Posted in Ancient Greece  by antiques

byzantine-philosophy-wedding-ringPerhaps the single most salient aspect of Byzantine culture was the transmission of classical culture. While classical studies, science, and philosophy largely dissipated in the Latin west, Byzantine education and philosophy still zealously pursued these intellectual traditions. It was in Byzantium that Plato and Aristotle continued to be studied and were eventually transmitted first into the Islamic world and then back into western Europe. A basic education in Byzantium consisted first of the mastery of classical Greek literature, such as Homer (largely unknown in the West during this period)—almost all of the Greek literature we have today was only preserved by the Byzantines.

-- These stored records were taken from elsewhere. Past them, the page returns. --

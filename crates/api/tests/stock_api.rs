//! HTTP-level tests for the stock matrix endpoints.

mod common;

use axum::http::StatusCode;
use common::{body_json, get, post_json, put_json, TestApp};
use serde_json::{json, Value};

/// Seed `TEE-1` with Red/Blue × S/M and return the option ids.
async fn two_by_two(app: &TestApp) -> (i64, i64, i64, i64) {
    app.seed_item("TEE-1", None);
    let mut ids = Vec::new();
    for (path, body) in [
        ("colors", json!({ "name": "Red", "sort_order": 0 })),
        ("colors", json!({ "name": "Blue", "sort_order": 1 })),
        ("sizes", json!({ "label": "S", "sort_order": 0 })),
        ("sizes", json!({ "label": "M", "sort_order": 1 })),
    ] {
        let json = body_json(
            post_json(app.router(), &format!("/api/v1/items/TEE-1/{path}"), body).await,
        )
        .await;
        ids.push(json["data"]["option"]["id"].as_i64().unwrap());
    }
    (ids[0], ids[1], ids[2], ids[3])
}

fn quantity_of(cells: &Value, color_id: i64, size_id: i64) -> i64 {
    cells
        .as_array()
        .unwrap()
        .iter()
        .find(|c| c["color_id"] == color_id && c["size_id"] == size_id)
        .and_then(|c| c["quantity"].as_i64())
        .unwrap()
}

#[tokio::test]
async fn test_ensure_matrix_is_idempotent() {
    let app = common::build_test_app(vec![], vec![]);
    two_by_two(&app).await;
    let writes = app.store.write_count();

    let response = post_json(app.router(), "/api/v1/items/TEE-1/stock/ensure", json!({})).await;
    assert_eq!(response.status(), StatusCode::OK);
    let json = body_json(response).await;
    assert_eq!(json["data"]["created"], 0);
    assert_eq!(json["data"]["removed"], 0);
    assert_eq!(json["data"]["cells"].as_array().unwrap().len(), 4);
    assert_eq!(app.store.write_count(), writes);
}

#[tokio::test]
async fn test_distribute_remainder_goes_to_first_cells() {
    let app = common::build_test_app(vec![], vec![]);
    let (red, blue, s, m) = two_by_two(&app).await;

    let response = post_json(
        app.router(),
        "/api/v1/items/TEE-1/stock/distribute",
        json!({ "total": 10 }),
    )
    .await;
    assert_eq!(response.status(), StatusCode::OK);
    let json = body_json(response).await;
    assert_eq!(json["data"]["cells_updated"], 4);
    assert_eq!(json["data"]["total"], 10);

    let cells = &json["data"]["cells"];
    assert_eq!(quantity_of(cells, red, s), 3);
    assert_eq!(quantity_of(cells, red, m), 3);
    assert_eq!(quantity_of(cells, blue, s), 2);
    assert_eq!(quantity_of(cells, blue, m), 2);

    let summary = body_json(get(app.router(), "/api/v1/items/TEE-1/stock").await).await;
    assert_eq!(summary["data"]["total"], 10);
    assert_eq!(summary["data"]["by_color"][0]["name"], "Red");
    assert_eq!(summary["data"]["by_color"][0]["quantity"], 6);
    assert_eq!(summary["data"]["by_size"][1]["quantity"], 5);
}

#[tokio::test]
async fn test_negative_total_rejected() {
    let app = common::build_test_app(vec![], vec![]);
    two_by_two(&app).await;

    let response = post_json(
        app.router(),
        "/api/v1/items/TEE-1/stock/distribute",
        json!({ "total": -1 }),
    )
    .await;
    assert_eq!(response.status(), StatusCode::BAD_REQUEST);
    assert_eq!(body_json(response).await["code"], "VALIDATION_ERROR");
}

#[tokio::test]
async fn test_sync_stock_writes_cells() {
    let app = common::build_test_app(vec![], vec![]);
    let (red, blue, s, m) = two_by_two(&app).await;

    let response = put_json(
        app.router(),
        "/api/v1/items/TEE-1/stock",
        json!({ "updates": [
            { "color_id": red, "size_id": m, "quantity": 7 },
            { "color_id": blue, "size_id": s, "quantity": 1 },
        ]}),
    )
    .await;
    assert_eq!(response.status(), StatusCode::OK);
    let json = body_json(response).await;
    assert_eq!(json["data"]["cells_updated"], 2);
    assert_eq!(json["data"]["total"], 8);
    assert_eq!(quantity_of(&json["data"]["cells"], red, m), 7);
    assert_eq!(quantity_of(&json["data"]["cells"], red, s), 0);
}

#[tokio::test]
async fn test_sync_outside_matrix_rejects_whole_batch() {
    let app = common::build_test_app(vec![], vec![]);
    let (red, _, s, _) = two_by_two(&app).await;

    let response = put_json(
        app.router(),
        "/api/v1/items/TEE-1/stock",
        json!({ "updates": [
            { "color_id": red, "size_id": s, "quantity": 4 },
            { "color_id": red, "size_id": null, "quantity": 1 },
        ]}),
    )
    .await;
    assert_eq!(response.status(), StatusCode::BAD_REQUEST);

    let summary = body_json(get(app.router(), "/api/v1/items/TEE-1/stock").await).await;
    assert_eq!(summary["data"]["total"], 0);
}

#[tokio::test]
async fn test_empty_sync_is_bad_request() {
    let app = common::build_test_app(vec![], vec![]);
    two_by_two(&app).await;

    let response = put_json(
        app.router(),
        "/api/v1/items/TEE-1/stock",
        json!({ "updates": [] }),
    )
    .await;
    assert_eq!(response.status(), StatusCode::BAD_REQUEST);
    assert_eq!(body_json(response).await["code"], "BAD_REQUEST");
}

#[tokio::test]
async fn test_summary_of_unknown_sku_is_404() {
    let app = common::build_test_app(vec![], vec![]);
    let response = get(app.router(), "/api/v1/items/GHOST/stock").await;
    assert_eq!(response.status(), StatusCode::NOT_FOUND);
}

#[tokio::test]
async fn test_quantity_above_cell_maximum_is_validation_error() {
    let app = common::build_test_app(vec![], vec![]);
    let (red, blue, s, _) = two_by_two(&app).await;

    let response = put_json(
        app.router(),
        "/api/v1/items/TEE-1/stock",
        json!({ "updates": [
            { "color_id": red, "size_id": s, "quantity": i64::MAX },
            { "color_id": blue, "size_id": s, "quantity": 1 },
        ]}),
    )
    .await;
    assert_eq!(response.status(), StatusCode::BAD_REQUEST);
    assert_eq!(body_json(response).await["code"], "VALIDATION_ERROR");

    let summary = body_json(get(app.router(), "/api/v1/items/TEE-1/stock").await).await;
    assert_eq!(summary["data"]["total"], 0);
}

#[tokio::test]
async fn test_padded_sku_in_path_is_trimmed() {
    let app = common::build_test_app(vec![], vec![]);
    two_by_two(&app).await;

    let response = post_json(
        app.router(),
        "/api/v1/items/%20TEE-1%20/stock/distribute",
        json!({ "total": 4 }),
    )
    .await;
    assert_eq!(response.status(), StatusCode::OK);
    assert_eq!(body_json(response).await["data"]["sku"], "TEE-1");

    let summary = body_json(get(app.router(), "/api/v1/items/TEE-1/stock").await).await;
    assert_eq!(summary["data"]["total"], 4);
}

Unlike Greece and Rome during the classical period or the Latin West during the Middle Ages, women actively participated in the intellectual life of the culture. While they could not attend schools, aristocratic women were often well-educated at home by tutors in literature, history, composition, and philosophy. The greatest of Byzantine writers, in fact, was the historian Anna Comnena, the daughter of the emperor Alexius. Her biography of her father is one of the greatest works of medieval historiography in existence—this includes the histories written in Europe.

Byzantine culture is important because of two lines of transmission. One of line of transmission involved the exporting of classical Greek and Roman culture into Islam and, to a lesser extent, the transmission of Byzantine theological speculation into Islamic theology. The second is the transmission of Byzantine culture and religion to Slavic peoples, especially to the Russians.

We know very little about the Slavs before the Middle Ages—what we do know we only know through archaeology. As Byzantium, however, turned less of its attention towards Europe and the west, they became increasingly interested in the peoples to the north. We don’t know how cultural contact was initiated between these two peoples, but sometime around 988 a Russian ruler named Vladimir converted to Byzantine Christianity. From that point onwards, the Slavs in Russia became a kind of cultural inheritor of Byzantine culture, adopting the religion, theology, some social structures, and writing from the Byzantines to the south. In many ways Russian and Slavic culture is the continuance of Byzantine culture and many Byzantine cultural practices and beliefs are still practiced among Slavs today. Russian religion, art, philosophy, and even literature, such as the writings of Chekhov and Dostoevsky, show profound influences from Byzantine culture. The Byzantine inheritance also included the sense that Byzantine culture and practice was fundamentally different from European culture and practice. This sense of Byzantine distinctiveness would also impress itself on Slavic cultures up until the present.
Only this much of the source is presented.